At quarter to nine or 10 of nine, there was now this line with 20, 30, 40 people in it and they had two laptops in the front of the room. They were checking people off. But then, one of the guys who was running the conference looked and saw the long line.
He grabbed his iPad and he did something on his iPad, and suddenly now he’s able to walk down the line and get people’s names and check them in and say, “OK. You know what? Come back later and we’ll give you your books and stuff, but you can go get into your session so you can get a good seat, so we can start on time.”
He was able to make that happen on this iPad, which, if you go through the siloed approach, isn’t integrated with those laptops that are sitting there. But the way you’re approaching this stuff, all of this becomes a single type of experience.
Chris: Yeah. I think some of the problems is, we might be victims of our own success. We’ve talked about channels, and now the idea of cross-channel has become this thing. Yet we know that a customer’s or user experience really isn’t thought of. They don’t have a mental model that has them traversing different channels.
We now start to organize ourselves, as organizations, around channels. Yet channels are actually, if you think about them, very nebulous. I mean, you can sit there and think of mobile as a channel and you’re defining the platform as a channel.

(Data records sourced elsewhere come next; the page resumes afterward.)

//! In-process fakes for the process seams.

#![allow(dead_code, clippy::unwrap_used, clippy::expect_used)]

use async_trait::async_trait;
use mcpz_core::{McpzError, McpzResult, ServerSpec, ToolDefinition};
use mcpz_mcp::McpToolResult;
use mcpz_runtime::{
    Handshake, InstanceRecord, InstanceStore, Liveness, ManagerOptions, ProcessSpawner,
    ProcessTable, ResolvedRunPlan, ServerProcess,
};
use std::collections::{HashMap, HashSet};
use std::sync::atomic::{AtomicBool, AtomicU32, Ordering};
use std::sync::{Arc, Mutex};
use std::time::Duration;

/// How a fake server behaves once spawned.
#[derive(Debug, Clone)]
pub enum Behavior {
    /// Completes the handshake with these tools.
    Serve(Vec<&'static str>),
    /// Speaks the legacy protocol.
    ServeLegacy(Vec<&'static str>),
    /// Fails to start at all.
    FailSpawn,
    /// Never answers the handshake.
    Hang,
    /// Exits before answering.
    ExitEarly,
}

pub struct FakeProcess {
    pub name: String,
    pub pid: u32,
    behavior: Behavior,
    pub exited: AtomicBool,
    pub healthy: AtomicBool,
    pub shutdowns: AtomicU32,
}

impl FakeProcess {
    /// Simulate the process dying on its own.
    pub fn crash(&self) {
        self.exited.store(true, Ordering::SeqCst);
    }
}

#[async_trait]
impl ServerProcess for FakeProcess {
    fn pid(&self) -> Option<u32> {
        Some(self.pid)
    }

    async fn handshake(&self) -> McpzResult<Handshake> {
        let (version, tools) = match &self.behavior {
            Behavior::Serve(tools) => ("2025-06-18", tools),
            Behavior::ServeLegacy(tools) => ("2024-11-05", tools),
            Behavior::Hang => return std::future::pending().await,
            Behavior::ExitEarly => {
                self.crash();
                return Err(McpzError::Protocol("stdout closed".into()));
            }
            Behavior::FailSpawn => unreachable!("never spawned"),
        };
        Ok(Handshake {
            protocol_version: version.into(),
            tools: tools
                .iter()
                .map(|t| ToolDefinition::new(*t, format!("{t} tool")))
                .collect(),
        })
    }

    async fn health_check(&self) -> McpzResult<()> {
        if self.healthy.load(Ordering::SeqCst) {
            Ok(())
        } else {
            Err(McpzError::Protocol("timed out".into()))
        }
    }

    async fn call_tool(
        &self,
        tool: &str,
        arguments: serde_json::Value,
    ) -> McpzResult<McpToolResult> {
        Ok(McpToolResult::text(
            format!("{}:{tool}:{arguments}", self.name),
            false,
        ))
    }

    async fn try_exited(&self) -> McpzResult<bool> {
        Ok(self.exited.load(Ordering::SeqCst))
    }

    async fn shutdown(&self, _grace: Duration) -> McpzResult<bool> {
        self.shutdowns.fetch_add(1, Ordering::SeqCst);
        self.exited.store(true, Ordering::SeqCst);
        Ok(true)
    }
}

#[derive(Default)]
pub struct FakeSpawner {
    behaviors: HashMap<String, Behavior>,
    next_pid: AtomicU32,
    pub spawned: Mutex<Vec<Arc<FakeProcess>>>,
}

impl FakeSpawner {
    pub fn new(behaviors: &[(&str, Behavior)]) -> Self {
        Self {
            behaviors: behaviors
                .iter()
                .map(|(name, b)| ((*name).to_string(), b.clone()))
                .collect(),
            next_pid: AtomicU32::new(40_000),
            spawned: Mutex::new(Vec::new()),
        }
    }

    pub fn process(&self, name: &str) -> Arc<FakeProcess> {
        self.spawned
            .lock()
            .unwrap()
            .iter()
            .find(|p| p.name == name)
            .cloned()
            .unwrap()
    }
}

#[async_trait]
impl ProcessSpawner for FakeSpawner {
    async fn spawn(&self, spec: &ServerSpec) -> McpzResult<Arc<dyn ServerProcess>> {
        let behavior = self
            .behaviors
            .get(&spec.name)
            .cloned()
            .unwrap_or(Behavior::Serve(Vec::new()));
        if matches!(behavior, Behavior::FailSpawn) {
            return Err(McpzError::spawn_failed(&spec.name, "No such file or directory"));
        }
        let process = Arc::new(FakeProcess {
            name: spec.name.clone(),
            pid: self.next_pid.fetch_add(1, Ordering::SeqCst),
            behavior,
            exited: AtomicBool::new(false),
            healthy: AtomicBool::new(true),
            shutdowns: AtomicU32::new(0),
        });
        self.spawned.lock().unwrap().push(Arc::clone(&process));
        Ok(process)
    }
}

/// Process table answering from a fixed map. Unlisted pids are `Gone`.
#[derive(Default)]
pub struct FakeTable {
    pub liveness: Mutex<HashMap<u32, Liveness>>,
    /// Pids that survive `kill`.
    pub unkillable: Mutex<HashSet<u32>>,
    /// Pids reported by `pid_exists`.
    pub running: Mutex<HashSet<u32>>,
    pub killed: Mutex<Vec<u32>>,
}

impl FakeTable {
    pub fn set(&self, pid: u32, liveness: Liveness) {
        self.liveness.lock().unwrap().insert(pid, liveness);
    }
}

impl ProcessTable for FakeTable {
    fn liveness(&self, record: &InstanceRecord) -> Liveness {
        record
            .pid
            .and_then(|pid| self.liveness.lock().unwrap().get(&pid).copied())
            .unwrap_or(Liveness::Gone)
    }

    fn pid_exists(&self, pid: u32) -> bool {
        self.running.lock().unwrap().contains(&pid)
    }

    fn kill(&self, pid: u32) -> McpzResult<bool> {
        self.killed.lock().unwrap().push(pid);
        if !self.unkillable.lock().unwrap().contains(&pid) {
            self.set(pid, Liveness::Gone);
        }
        Ok(true)
    }
}

/// Short timings so failure paths finish quickly.
pub fn fast_options() -> ManagerOptions {
    ManagerOptions {
        handshake_timeout: Duration::from_millis(200),
        handshake_attempts: 2,
        initial_backoff: Duration::from_millis(10),
        max_backoff: Duration::from_millis(20),
        health_interval: Duration::ZERO,
        health_attempts: 2,
        stop_grace: Duration::from_millis(200),
        max_parallel: 2,
        exit_poll: Duration::from_millis(10),
        stop_poll: Duration::from_millis(10),
    }
}

pub fn plan(specs: Vec<ServerSpec>) -> ResolvedRunPlan {
    ResolvedRunPlan {
        servers: specs,
        tool_filter: None,
        skill_tools: Vec::new(),
        collisions: Vec::new(),
    }
}

pub fn specs(names: &[&str]) -> Vec<ServerSpec> {
    names.iter().map(|n| ServerSpec::new(*n, "fake-server")).collect()
}

/// Poll `store` until the record `id` satisfies `check`, for up to two
/// seconds.
pub async fn wait_for(
    store: &dyn InstanceStore,
    id: &str,
    check: impl Fn(Option<&InstanceRecord>) -> bool,
) -> bool {
    for _ in 0..200 {
        let record = store.get(id).await.unwrap();
        if check(record.as_ref()) {
            return true;
        }
        tokio::time::sleep(Duration::from_millis(10)).await;
    }
    false
}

But you have things that you can do on mobile that are often thought of as their own channels, such as chat, instant message, emails. Emails can live on desktops and different web stuff. Channels get blurry when you think of the fact that you can have live chat on websites. I know that, while sometimes they’re separate, many live-chat organizations are run by their call-center people, so the same people you would do with the phone channel are actually managing what you could think of as a digital channel through live chat.
We have this thing where we’re thinking about channels a lot, and therefore we think about them as these mutually exclusive things, and that all of a sudden hampers us. It creates a constraint around how we think about producing and designing our products and services that make it inherently less seamless for the end user.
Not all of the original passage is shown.